Gene Ontology term overlap as a measure of gene functional similarity
© Mistry and Pavlidis. 2008
Received: 22 February 2008
Accepted: 04 August 2008
Published: 04 August 2008
Skip to main content
© Mistry and Pavlidis. 2008
Received: 22 February 2008
Accepted: 04 August 2008
Published: 04 August 2008
The availability of various high-throughput experimental and computational methods allows biologists to rapidly infer functional relationships between genes. It is often necessary to evaluate these predictions computationally, a task that requires a reference database for functional relatedness. One such reference is the Gene Ontology (GO). A number of groups have suggested that the semantic similarity of the GO annotations of genes can serve as a proxy for functional relatedness. Here we evaluate a simple measure of semantic similarity, term overlap (TO).
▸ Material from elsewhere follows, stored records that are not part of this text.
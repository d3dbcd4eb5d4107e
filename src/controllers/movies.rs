use axum::{
    extract::State,
    routing::get,
    Json, Router,
};
use std::sync::Arc;

use crate::error::AppResult;
use crate::middleware::PathParam;
use crate::models::Movie;
use crate::AppState;

pub fn routes() -> Router<Arc<AppState>> {
    Router::new()
        .route("/movies", get(list_movies))
        .route("/movies/{id}", get(get_movie))
}

// GET /api/movies
async fn list_movies(State(state): State<Arc<AppState>>) -> AppResult<Json<Vec<Movie>>> {
    Ok(Json(state.catalog.list_movies().await?))
}

// GET /api/movies/{id}
async fn get_movie(State(state): State<Arc<AppState>>, PathParam(id): PathParam<i32>) -> AppResult<Json<Movie>> {
    Ok(Json(state.catalog.get_movie(id).await?))
}
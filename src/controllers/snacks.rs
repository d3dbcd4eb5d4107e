use axum::{extract::State, routing::get, Json, Router};
use std::sync::Arc;

use crate::error::AppResult;
use crate::models::Snack;
use crate::AppState;

pub fn routes() -> Router<Arc<AppState>> {
    Router::new().route("/snacks", get(list_snacks))
}

async fn list_snacks(State(state): State<Arc<AppState>>) -> AppResult<Json<Vec<Snack>>> {
    Ok(Json(state.catalog.list_snacks().await?))
}
use chrono::NaiveDateTime;
use serde::{Deserialize, Serialize};
use sqlx::FromRow;
use validator::Validate;

#[derive(Debug, Clone, PartialEq, FromRow, Serialize)]
#[serde(rename_all = "camelCase")]
pub struct User {
    pub id: i32,
    pub email: String,
    #[serde(skip_serializing)]
    pub password_hash: String,
    pub name: String,
    pub phone: Option<String>,
    pub city: Option<String>,
    pub created_at: NaiveDateTime,
}

impl User {
    pub fn verify_password(&self, password: &str) -> bool {
        bcrypt::verify(password, &self.password_hash).unwrap_or(false)
    }
}

// POST /api/auth/signup
#[derive(Debug, Clone, Deserialize, Validate)]
pub struct SignupRequest {
    #[validate(email(message = "email must be a valid address"))]
    pub email: String,
    #[validate(length(min = 6, message = "password must be at least 6 characters"))]
    pub password: String,
    #[validate(length(min = 1, message = "name is required"))]
    pub name: String,
    pub phone: Option<String>,
    pub city: Option<String>,
}

// POST /api/auth/login
#[derive(Debug, Clone, Deserialize, Validate)]
pub struct LoginRequest {
    #[validate(email)]
    pub email: String,
    #[validate(length(min = 1))]
    pub password: String,
}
We computed the TO for randomly selected gene pairs from the mouse genome. For comparison, we implemented six previously reported semantic similarity measures that share the feature of using computation of probabilities of terms to infer information content, in addition to three vector based approaches and a normalized version of the TO measure. We find that the overlap measure is highly correlated with the others but differs in detail. TO is at least as good a predictor of sequence similarity as the other measures. We further show that term overlap may avoid some problems that affect the probability-based measures. Term overlap is also much faster to compute than the information content-based measures.
Our experiments suggest that term overlap can serve as a simple and fast alternative to other approaches which use explicit information content estimation or require complex pre-calculations, while also avoiding problems that some other measures may encounter.
In this paper we consider the problem of deciding if two genes are functionally related using computational methods. In particular, we are interested in how existing information about gene function can be used to enhance or evaluate computational predictions of functional relationships among genes.
Many genes have been functionally characterized by experimental methods, sequencing efforts, and high-throughput techniques, and as a consequence those genes then appear in public databases annotated with terms or concepts representative of their deduced function or biological role in the cell. The Gene Ontology (GO) is a structured, controlled vocabulary of terms providing consistency in annotating how a given gene product behaves in a cellular context, and many genes are now annotated with terms from GO . It is increasingly common to attempt to define functional relatedness using "semantic similarity" of genes using GO annotations [2–7]. While many measures have been used, their relative benefits and drawbacks are unclear. The current work involves an examination of the behaviour of various semantic similarity measures that have been proposed, including one that has not been previously considered in comparisons.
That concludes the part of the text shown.